BRIEF »
Of all the entries below, retype only the lines from the one with "JVM-compatible size strings." through the one with "fn from_str(s: &str)", exactly as they appear.

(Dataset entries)
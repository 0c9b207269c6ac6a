use std::path::{Path, PathBuf};
use std::time::Duration;

use flate2::read::GzDecoder;
use tar::Archive;
use tokio::fs;
use tokio::process::Command;
use tracing::{info, warn};
use walkdir::WalkDir;

use crate::config::{InstallerKind, Settings};
use crate::error::AppError;
use crate::services::downloader::download_verified;
use crate::services::java_opts::{java_options, render};
use crate::templates;

const RESPONSE_FILE_NAME: &str = "response.properties";
const DEFAULT_ARTIFACT_NAME: &str = "jre-installer";

/// An installed JRE
#[derive(Debug, Clone, PartialEq, Eq)]
pub struct Installation {
    pub java_home: PathBuf,
}

impl Installation {
    pub fn java_bin(&self) -> PathBuf {
        let name = if cfg!(windows) { "java.exe" } else { "java" };
        self.java_home.join("bin").join(name)
    }
}

/// Result of a full provisioning run
#[derive(Debug, Clone)]
pub struct Provisioned {
    pub installation: Installation,
    pub java_opts: Vec<String>,
    pub profile_script: PathBuf,
}

/// Download, verify and install the configured JRE, then write the profile
/// script exporting `JAVA_HOME` and `JAVA_OPTS`.
pub async fn provision(settings: &Settings) -> Result<Provisioned, AppError> {
    let installer = settings.installer.as_ref().ok_or_else(|| {
        AppError::Config(
            "No installer configured: set JRE_INSTALLER_URL and JRE_INSTALLER_SHA256 \
             or the installer section of the config file"
                .into(),
        )
    })?;

    // Fail on bad memory or ratio settings before downloading anything.
    let java_opts = java_options(settings)?;

    let client = reqwest::Client::builder()
        .timeout(Duration::from_secs(300))
        .build()?;
    let artifact = settings.cache_dir.join(artifact_file_name(&installer.url));
    download_verified(&client, &installer.url, &artifact, &installer.sha256).await?;

    let installation = install(&artifact, &settings.install_dir, installer.kind).await?;

    write_profile_script(&settings.profile_script, &installation, &java_opts).await?;

    Ok(Provisioned {
        installation,
        java_opts,
        profile_script: settings.profile_script.clone(),
    })
}

/// Install a verified artifact into `install_dir` and locate its `JAVA_HOME`
pub async fn install(
    artifact: &Path,
    install_dir: &Path,
    kind: InstallerKind,
) -> Result<Installation, AppError> {
    fs::create_dir_all(install_dir).await?;
    let install_dir = fs::canonicalize(install_dir).await?;

    match kind {
        InstallerKind::Binary => run_installer(artifact, &install_dir).await?,
        InstallerKind::Archive => extract_archive(artifact, &install_dir).await?,
    }

    let installation = locate_java_home(&install_dir)?;
    info!("JRE installed at {}", installation.java_home.display());
    Ok(installation)
}

/// Run a self-extracting installer silently with a generated response file
pub async fn run_installer(artifact: &Path, install_dir: &Path) -> Result<(), AppError> {
    make_executable(artifact).await?;

    let response_path = artifact.with_file_name(RESPONSE_FILE_NAME);
    fs::write(&response_path, templates::generate_response_file(install_dir)).await?;

    info!("Running installer {}", artifact.display());
    let output = Command::new(artifact)
        .arg("-i")
        .arg("silent")
        .arg("-f")
        .arg(&response_path)
        .output()
        .await
        .map_err(|e| {
            AppError::Install(format!(
                "Failed to start installer {}: {}",
                artifact.display(),
                e
            ))
        })?;

    if !output.status.success() {
        let stderr = String::from_utf8_lossy(&output.stderr);
        return Err(AppError::Install(format!(
            "Installer exited with {}: {}",
            output.status,
            stderr.trim()
        )));
    }

    Ok(())
}

/// Unpack a `.tar.gz` JRE archive
pub async fn extract_archive(artifact: &Path, install_dir: &Path) -> Result<(), AppError> {
    let artifact = artifact.to_path_buf();
    let dest = install_dir.to_path_buf();

    info!("Extracting {} into {}", artifact.display(), dest.display());
    tokio::task::spawn_blocking(move || -> Result<(), AppError> {
        let tar_gz = std::fs::File::open(&artifact)?;
        let mut archive = Archive::new(GzDecoder::new(tar_gz));
        archive.unpack(&dest).map_err(|e| {
            AppError::Install(format!("Failed to extract {}: {}", artifact.display(), e))
        })
    })
    .await
    .map_err(|e| AppError::Install(format!("Extraction task failed: {}", e)))?
}

/// Find the directory holding `bin/java` under the install dir
pub fn locate_java_home(install_dir: &Path) -> Result<Installation, AppError> {
    for entry in WalkDir::new(install_dir)
        .max_depth(4)
        .into_iter()
        .filter_map(|e| e.ok())
    {
        if entry.file_name() != "java" && entry.file_name() != "java.exe" {
            continue;
        }
        if !entry.file_type().is_file() {
            continue;
        }
        let Some(bin_dir) = entry.path().parent() else {
            continue;
        };
        if bin_dir.file_name().map(|n| n == "bin").unwrap_or(false) {
            if let Some(java_home) = bin_dir.parent() {
                return Ok(Installation {
                    java_home: java_home.to_path_buf(),
                });
            }
        }
    }

    Err(AppError::Install(format!(
        "No bin/java found under {}",
        install_dir.display()
    )))
}

async fn write_profile_script(
    path: &Path,
    installation: &Installation,
    java_opts: &[String],
) -> Result<(), AppError> {
    if let Some(parent) = path.parent() {
        fs::create_dir_all(parent).await?;
    }
    let script = templates::generate_profile_script(&installation.java_home, &render(java_opts));
    fs::write(path, script).await?;
    info!("Wrote profile script {}", path.display());
    Ok(())
}

#[cfg(unix)]
async fn make_executable(path: &Path) -> Result<(), AppError> {
    use std::os::unix::fs::PermissionsExt;

    let mut perms = fs::metadata(path).await?.permissions();
    perms.set_mode(perms.mode() | 0o755);
    fs::set_permissions(path, perms).await?;
    Ok(())
}

#[cfg(not(unix))]
async fn make_executable(path: &Path) -> Result<(), AppError> {
    if !path.exists() {
        warn!("Installer {} does not exist", path.display());
    }
    Ok(())
}

/// Last path segment of the artifact URL, used as the cache file name
fn artifact_file_name(url: &str) -> String {
    reqwest::Url::parse(url)
        .ok()
        .and_then(|u| {
            u.path_segments()
                .and_then(|mut segments| segments.next_back().map(str::to_string))
        })
        .filter(|name| !name.is_empty())
        .unwrap_or_else(|| {
            warn!("Cannot derive a file name from {}, using {}", url, DEFAULT_ARTIFACT_NAME);
            DEFAULT_ARTIFACT_NAME.to_string()
        })
}
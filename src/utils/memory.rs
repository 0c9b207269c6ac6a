//! Memory quantities: parsing `<n><unit>` strings, heap ratios and
//! rendering byte counts back into JVM-compatible size strings.

use std::fmt;
use std::str::FromStr;

use serde::Deserialize;

use crate::error::AppError;

const KIB: u64 = 1024;
const MIB: u64 = KIB * 1024;
const GIB: u64 = MIB * 1024;

/// Share of the memory limit given to the heap when nothing is configured.
pub const DEFAULT_HEAP_RATIO: f64 = 0.75;

/// Units tried by [`minify_memory_size`] before falling back to kilobytes.
const EXACT_UNITS: [MemoryUnit; 2] = [MemoryUnit::Giga, MemoryUnit::Mega];

#[derive(Debug, Clone, Copy, PartialEq, Eq)]
pub enum MemoryUnit {
    Byte,
    Kilo,
    Mega,
    Giga,
}

impl MemoryUnit {
    /// Case-insensitive unit indicator (`b`, `k`, `m`, `g`).
    pub fn from_char(c: char) -> Option<Self> {
        match c.to_ascii_lowercase() {
            'b' => Some(MemoryUnit::Byte),
            'k' => Some(MemoryUnit::Kilo),
            'm' => Some(MemoryUnit::Mega),
            'g' => Some(MemoryUnit::Giga),
            _ => None,
        }
    }

    pub const fn multiplier(self) -> u64 {
        match self {
            MemoryUnit::Byte => 1,
            MemoryUnit::Kilo => KIB,
            MemoryUnit::Mega => MIB,
            MemoryUnit::Giga => GIB,
        }
    }

    pub const fn symbol(self) -> char {
        match self {
            MemoryUnit::Byte => 'B',
            MemoryUnit::Kilo => 'K',
            MemoryUnit::Mega => 'M',
            MemoryUnit::Giga => 'G',
        }
    }
}

/// An exact, non-negative number of bytes.
#[derive(Debug, Clone, Copy, Default, PartialEq, Eq, PartialOrd, Ord)]
pub struct MemoryQuantity(u64);

impl MemoryQuantity {
    pub const ZERO: MemoryQuantity = MemoryQuantity(0);

    pub const fn from_bytes(bytes: u64) -> Self {
        MemoryQuantity(bytes)
    }

    pub const fn bytes(self) -> u64 {
        self.0
    }
}

impl TryFrom<i64> for MemoryQuantity {
    type Error = AppError;

    fn try_from(bytes: i64) -> Result<Self, Self::Error> {
        u64::try_from(bytes)
            .map(MemoryQuantity)
            .map_err(|_| AppError::NegativeMemoryLimit(bytes))
    }
}

impl FromStr for MemoryQuantity {
    type Err = AppError;

    fn from_str(s: &str) -> Result<Self, Self::Err> {
        parse_memory_size(s)
    }
}

/// Parse a size such as `512m`, `2G` or `0` into an exact byte count.
///
/// The last character is the unit and everything before it must be a plain
/// decimal integer. Signs, fractions and whitespace are rejected.
pub fn parse_memory_size(raw: &str) -> Result<MemoryQuantity, AppError> {
    if raw == "0" {
        return Ok(MemoryQuantity::ZERO);
    }

    let mut chars = raw.chars();
    let unit_char = chars
        .next_back()
        .ok_or_else(|| AppError::malformed(raw, "empty value"))?;
    let magnitude = chars.as_str();

    if magnitude.is_empty() {
        return Err(AppError::malformed(raw, "expected <integer><unit>"));
    }
    if !magnitude.bytes().all(|b| b.is_ascii_digit()) {
        return Err(AppError::malformed(
            raw,
            format!("'{}' is not an integer", magnitude),
        ));
    }

    let unit = MemoryUnit::from_char(unit_char).ok_or_else(|| AppError::MalformedMemoryUnit {
        input: raw.to_string(),
        unit: unit_char,
    })?;

    let magnitude: u64 = magnitude
        .parse()
        .map_err(|_| AppError::malformed(raw, "magnitude is out of range"))?;

    magnitude
        .checked_mul(unit.multiplier())
        .map(MemoryQuantity)
        .ok_or_else(|| AppError::malformed(raw, "size exceeds the addressable byte range"))
}

/// Fraction of the memory limit handed to the heap, in `(0, 1]`.
#[derive(Debug, Clone, Copy, PartialEq, PartialOrd, Deserialize)]
#[serde(try_from = "f64")]
pub struct HeapRatio(f64);

impl HeapRatio {
    pub fn new(value: f64) -> Result<Self, AppError> {
        validate_heap_ratio(value)
    }

    pub fn value(self) -> f64 {
        self.0
    }
}

impl Default for HeapRatio {
    fn default() -> Self {
        HeapRatio(DEFAULT_HEAP_RATIO)
    }
}

impl TryFrom<f64> for HeapRatio {
    type Error = AppError;

    fn try_from(value: f64) -> Result<Self, Self::Error> {
        validate_heap_ratio(value)
    }
}

impl fmt::Display for HeapRatio {
    fn fmt(&self, f: &mut fmt::Formatter<'_>) -> fmt::Result {
        write!(f, "{}", self.0)
    }
}

/// Accepts ratios greater than 0 and up to and including 1.
pub fn validate_heap_ratio(value: f64) -> Result<HeapRatio, AppError> {
    if !value.is_finite() {
        return Err(AppError::invalid_ratio(value, "not a number"));
    }
    if value > 1.0 {
        return Err(AppError::invalid_ratio(value, "must not exceed 1"));
    }
    if value <= 0.0 {
        return Err(AppError::invalid_ratio(value, "must be greater than 0"));
    }
    Ok(HeapRatio(value))
}

/// Parse a ratio coming from a textual source such as an environment variable.
pub fn parse_heap_ratio(raw: &str) -> Result<f64, AppError> {
    raw.trim()
        .parse::<f64>()
        .map_err(|_| AppError::invalid_ratio(raw, "not a number"))
}

/// Target heap size in bytes. May be fractional until it is minified.
pub fn calculate_heap_bytes(total: MemoryQuantity, ratio: HeapRatio) -> f64 {
    total.bytes() as f64 * ratio.value()
}

/// A size rendered in the largest unit that represents it, e.g. `384M`.
#[derive(Debug, Clone, Copy, PartialEq, Eq)]
pub struct MinifiedSize {
    pub magnitude: u64,
    pub unit: MemoryUnit,
}

impl MinifiedSize {
    pub fn bytes(&self) -> u64 {
        self.magnitude.saturating_mul(self.unit.multiplier())
    }
}

impl fmt::Display for MinifiedSize {
    fn fmt(&self, f: &mut fmt::Formatter<'_>) -> fmt::Result {
        write!(f, "{}{}", self.magnitude, self.unit.symbol())
    }
}

/// Render a byte count as `<n>G` or `<n>M` when it divides exactly,
/// otherwise as kilobytes rounded to the nearest integer.
pub fn minify_memory_size(bytes: f64) -> MinifiedSize {
    for unit in EXACT_UNITS {
        let value = bytes / unit.multiplier() as f64;
        if value.fract() == 0.0 {
            return MinifiedSize {
                magnitude: value as u64,
                unit,
            };
        }
    }

    // Rounded kilobytes are exact by construction.
    MinifiedSize {
        magnitude: (bytes / KIB as f64).round() as u64,
        unit: MemoryUnit::Kilo,
    }
}
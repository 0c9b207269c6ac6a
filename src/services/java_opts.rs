use tracing::info;

use crate::config::Settings;
use crate::error::AppError;
use crate::services::heap_options::build_heap_options;

pub const TLS_OVERRIDE_OPT: &str = "-Dcom.ibm.jsse2.overrideDefaultTLS=true";
pub const VIRTUALIZED_TUNING_OPT: &str = "-Xtune:virtualized";
pub const SHARED_CLASSES_OFF_OPT: &str = "-Xshareclasses:none";

/// Assemble the full JVM option list: fixed flags, the heap size derived
/// from the memory limit, then any user supplied extras.
pub fn java_options(settings: &Settings) -> Result<Vec<String>, AppError> {
    let mut opts = vec![
        TLS_OVERRIDE_OPT.to_string(),
        format!("-Djava.io.tmpdir={}", settings.tmp_dir),
        VIRTUALIZED_TUNING_OPT.to_string(),
        SHARED_CLASSES_OFF_OPT.to_string(),
    ];

    let heap = build_heap_options(settings.memory_limit.as_ref(), settings.heap_ratio()?)?;
    match heap.first() {
        Some(flag) => info!("Heap size set with {}", flag),
        None => info!("MEMORY_LIMIT not set, using the JVM default heap size"),
    }
    opts.extend(heap);

    if let Some(extra) = &settings.extra_opts {
        opts.extend(extra.split_whitespace().map(String::from));
    }

    Ok(opts)
}

pub fn render(opts: &[String]) -> String {
    opts.join(" ")
}

#[cfg(test)]
mod tests {
    use super::*;
    use crate::services::heap_options::MemoryLimit;

    #[test]
    fn heap_flag_follows_fixed_options() {
        let settings = Settings {
            memory_limit: Some(MemoryLimit::from("512m")),
            tmp_dir: "/home/vcap/tmp".into(),
            extra_opts: Some("-XX:+UseG1GC  -verbose:gc".into()),
            ..Settings::default()
        };

        let opts = java_options(&settings).unwrap();
        assert_eq!(
            opts,
            vec![
                "-Dcom.ibm.jsse2.overrideDefaultTLS=true",
                "-Djava.io.tmpdir=/home/vcap/tmp",
                "-Xtune:virtualized",
                "-Xshareclasses:none",
                "-Xmx384M",
                "-XX:+UseG1GC",
                "-verbose:gc",
            ]
        );
    }

    #[test]
    fn no_heap_flag_without_memory_limit() {
        let opts = java_options(&Settings::default()).unwrap();
        assert_eq!(opts.len(), 4);
        assert!(opts.iter().all(|o| !o.starts_with("-Xmx")));
    }

    #[test]
    fn configured_ratio_is_applied() {
        let settings = Settings {
            memory_limit: Some(MemoryLimit::from("1g")),
            heap_ratio: Some("0.5".into()),
            ..Settings::default()
        };
        let opts = java_options(&settings).unwrap();
        assert!(opts.contains(&"-Xmx512M".to_string()));
    }

    #[test]
    fn bad_memory_limit_aborts() {
        let settings = Settings {
            memory_limit: Some(MemoryLimit::from("5x")),
            ..Settings::default()
        };
        assert!(java_options(&settings).is_err());
    }

    #[test]
    fn render_joins_with_spaces() {
        let opts = vec!["-Xmx1G".to_string(), "-Xtune:virtualized".to_string()];
        assert_eq!(render(&opts), "-Xmx1G -Xtune:virtualized");
    }
}
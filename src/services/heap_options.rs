use std::fmt;

use serde::Deserialize;
use tracing::debug;

use crate::error::AppError;
use crate::utils::memory::{
    calculate_heap_bytes, minify_memory_size, parse_memory_size, validate_heap_ratio,
    MemoryQuantity,
};

/// Container memory limit as supplied by the environment or the config file.
///
/// Strings go through the size parser; integers are taken as raw bytes.
#[derive(Debug, Clone, PartialEq, Eq, Deserialize)]
#[serde(untagged)]
pub enum MemoryLimit {
    Bytes(i64),
    Size(String),
}

impl MemoryLimit {
    pub fn to_quantity(&self) -> Result<MemoryQuantity, AppError> {
        match self {
            MemoryLimit::Size(raw) => parse_memory_size(raw),
            MemoryLimit::Bytes(bytes) => MemoryQuantity::try_from(*bytes),
        }
    }
}

impl From<&str> for MemoryLimit {
    fn from(raw: &str) -> Self {
        MemoryLimit::Size(raw.to_string())
    }
}

impl From<String> for MemoryLimit {
    fn from(raw: String) -> Self {
        MemoryLimit::Size(raw)
    }
}

impl fmt::Display for MemoryLimit {
    fn fmt(&self, f: &mut fmt::Formatter<'_>) -> fmt::Result {
        match self {
            MemoryLimit::Size(raw) => write!(f, "{}", raw),
            MemoryLimit::Bytes(bytes) => write!(f, "{} bytes", bytes),
        }
    }
}

/// Build the `-Xmx` option for a memory limit and heap ratio.
///
/// Returns an empty list when no limit is known so the JVM keeps its own
/// default heap sizing.
pub fn build_heap_options(
    memory_limit: Option<&MemoryLimit>,
    ratio: f64,
) -> Result<Vec<String>, AppError> {
    let Some(limit) = memory_limit else {
        debug!("No memory limit set, leaving heap size to the JVM");
        return Ok(Vec::new());
    };

    let total = limit.to_quantity()?;
    let ratio = validate_heap_ratio(ratio)?;
    let heap = minify_memory_size(calculate_heap_bytes(total, ratio));

    debug!(
        "Heap for memory limit {} ({} bytes) at ratio {}: {}",
        limit,
        total.bytes(),
        ratio,
        heap
    );

    Ok(vec![format!("-Xmx{}", heap)])
}

#[cfg(test)]
mod tests {
    use super::*;

    fn heap(limit: &str, ratio: f64) -> Result<Vec<String>, AppError> {
        build_heap_options(Some(&MemoryLimit::from(limit)), ratio)
    }

    #[test]
    fn three_quarters_of_512m() {
        assert_eq!(heap("512m", 0.75).unwrap(), vec!["-Xmx384M"]);
    }

    #[test]
    fn half_of_1g_is_megabytes() {
        assert_eq!(heap("1g", 0.5).unwrap(), vec!["-Xmx512M"]);
    }

    #[test]
    fn full_ratio_keeps_gigabytes() {
        assert_eq!(heap("2G", 1.0).unwrap(), vec!["-Xmx2G"]);
    }

    #[test]
    fn zero_limit_yields_zero_gigabytes() {
        assert_eq!(heap("0", 0.75).unwrap(), vec!["-Xmx0G"]);
    }

    #[test]
    fn uneven_limit_falls_back_to_kilobytes() {
        assert_eq!(heap("1001m", 0.75).unwrap(), vec!["-Xmx768768K"]);
        assert_eq!(heap("1025k", 0.5).unwrap(), vec!["-Xmx513K"]);
    }

    #[test]
    fn absent_limit_yields_no_option() {
        assert!(build_heap_options(None, 0.75).unwrap().is_empty());
    }

    #[test]
    fn malformed_limits_are_errors() {
        assert!(matches!(
            heap("-5m", 0.75),
            Err(AppError::MalformedMemoryString { .. })
        ));
        assert!(matches!(
            heap("5x", 0.75),
            Err(AppError::MalformedMemoryUnit { .. })
        ));
    }

    #[test]
    fn invalid_ratio_is_an_error() {
        assert!(matches!(
            heap("512m", 1.5),
            Err(AppError::InvalidRatio { .. })
        ));
        assert!(matches!(heap("512m", 0.0), Err(AppError::InvalidRatio { .. })));
    }

    #[test]
    fn byte_limits_are_supported() {
        let limit = MemoryLimit::Bytes(1024 * 1024 * 1024);
        assert_eq!(
            build_heap_options(Some(&limit), 0.5).unwrap(),
            vec!["-Xmx512M"]
        );
        assert!(matches!(
            build_heap_options(Some(&MemoryLimit::Bytes(-512)), 0.5),
            Err(AppError::NegativeMemoryLimit(-512))
        ));
    }

    #[test]
    fn limit_deserializes_from_string_or_number() {
        let size: MemoryLimit = serde_json::from_str("\"512m\"").unwrap();
        assert_eq!(size, MemoryLimit::Size("512m".into()));
        let bytes: MemoryLimit = serde_json::from_str("1048576").unwrap();
        assert_eq!(bytes, MemoryLimit::Bytes(1_048_576));
    }
}
use std::path::PathBuf;

use anyhow::Context;
use clap::{Parser, Subcommand};
use tracing::info;
use tracing_subscriber::{layer::SubscriberExt, util::SubscriberInitExt};

use jre_provisioner::config::Settings;
use jre_provisioner::services::java_opts::{java_options, render};
use jre_provisioner::services::provision;

#[derive(Parser)]
#[command(name = "jre-provision", version, about = "Install a JRE and size its heap from MEMORY_LIMIT")]
struct Cli {
    /// JSON config file (defaults to $JRE_CONFIG or ./jre.json)
    #[arg(long, global = true)]
    config: Option<PathBuf>,

    #[command(subcommand)]
    command: Commands,
}

#[derive(Subcommand)]
enum Commands {
    /// Print the JVM options for the current environment
    Opts,
    /// Download, verify and install the JRE, then write the profile script
    Install,
}

#[tokio::main]
async fn main() -> anyhow::Result<()> {
    // Initialize tracing
    tracing_subscriber::registry()
        .with(tracing_subscriber::EnvFilter::new(
            std::env::var("RUST_LOG").unwrap_or_else(|_| "info".into()),
        ))
        .with(tracing_subscriber::fmt::layer().with_writer(std::io::stderr))
        .init();

    // Load configuration
    dotenvy::dotenv().ok();
    let cli = Cli::parse();
    let settings = Settings::load(cli.config.as_deref()).context("Failed to load configuration")?;

    match cli.command {
        Commands::Opts => {
            let opts = java_options(&settings).context("Failed to compute JVM options")?;
            println!("{}", render(&opts));
        }
        Commands::Install => {
            info!("☕ JRE provisioner v{}", env!("CARGO_PKG_VERSION"));
            let provisioned = provision(&settings).await.context("JRE installation failed")?;
            println!("JAVA_HOME={}", provisioned.installation.java_home.display());
            println!("JAVA_OPTS={}", render(&provisioned.java_opts));
        }
    }

    Ok(())
}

SOLUTION TO THIS EXERCISE »
//! rendering byte counts back into JVM-compatible size strings.

use std::fmt;
use std::str::FromStr;

use serde::Deserialize;

use crate::error::AppError;

const KIB: u64 = 1024;
const MIB: u64 = KIB * 1024;
const GIB: u64 = MIB * 1024;

/// Share of the memory limit given to the heap when nothing is configured.
pub const DEFAULT_HEAP_RATIO: f64 = 0.75;

/// Units tried by [`minify_memory_size`] before falling back to kilobytes.
const EXACT_UNITS: [MemoryUnit; 2] = [MemoryUnit::Giga, MemoryUnit::Mega];

#[derive(Debug, Clone, Copy, PartialEq, Eq)]
pub enum MemoryUnit {
    Byte,
    Kilo,
    Mega,
    Giga,
}

impl MemoryUnit {
    /// Case-insensitive unit indicator (`b`, `k`, `m`, `g`).
    pub fn from_char(c: char) -> Option<Self> {
        match c.to_ascii_lowercase() {
            'b' => Some(MemoryUnit::Byte),
            'k' => Some(MemoryUnit::Kilo),
            'm' => Some(MemoryUnit::Mega),
            'g' => Some(MemoryUnit::Giga),
            _ => None,
        }
    }

    pub const fn multiplier(self) -> u64 {
        match self {
            MemoryUnit::Byte => 1,
            MemoryUnit::Kilo => KIB,
            MemoryUnit::Mega => MIB,
            MemoryUnit::Giga => GIB,
        }
    }

    pub const fn symbol(self) -> char {
        match self {
            MemoryUnit::Byte => 'B',
            MemoryUnit::Kilo => 'K',
            MemoryUnit::Mega => 'M',
            MemoryUnit::Giga => 'G',
        }
    }
}

/// An exact, non-negative number of bytes.
#[derive(Debug, Clone, Copy, Default, PartialEq, Eq, PartialOrd, Ord)]
pub struct MemoryQuantity(u64);

impl MemoryQuantity {
    pub const ZERO: MemoryQuantity = MemoryQuantity(0);

    pub const fn from_bytes(bytes: u64) -> Self {
        MemoryQuantity(bytes)
    }

    pub const fn bytes(self) -> u64 {
        self.0
    }
}

impl TryFrom<i64> for MemoryQuantity {
    type Error = AppError;

    fn try_from(bytes: i64) -> Result<Self, Self::Error> {
        u64::try_from(bytes)
            .map(MemoryQuantity)
            .map_err(|_| AppError::NegativeMemoryLimit(bytes))
    }
}

impl FromStr for MemoryQuantity {
    type Err = AppError;

    fn from_str(s: &str) -> Result<Self, Self::Err> {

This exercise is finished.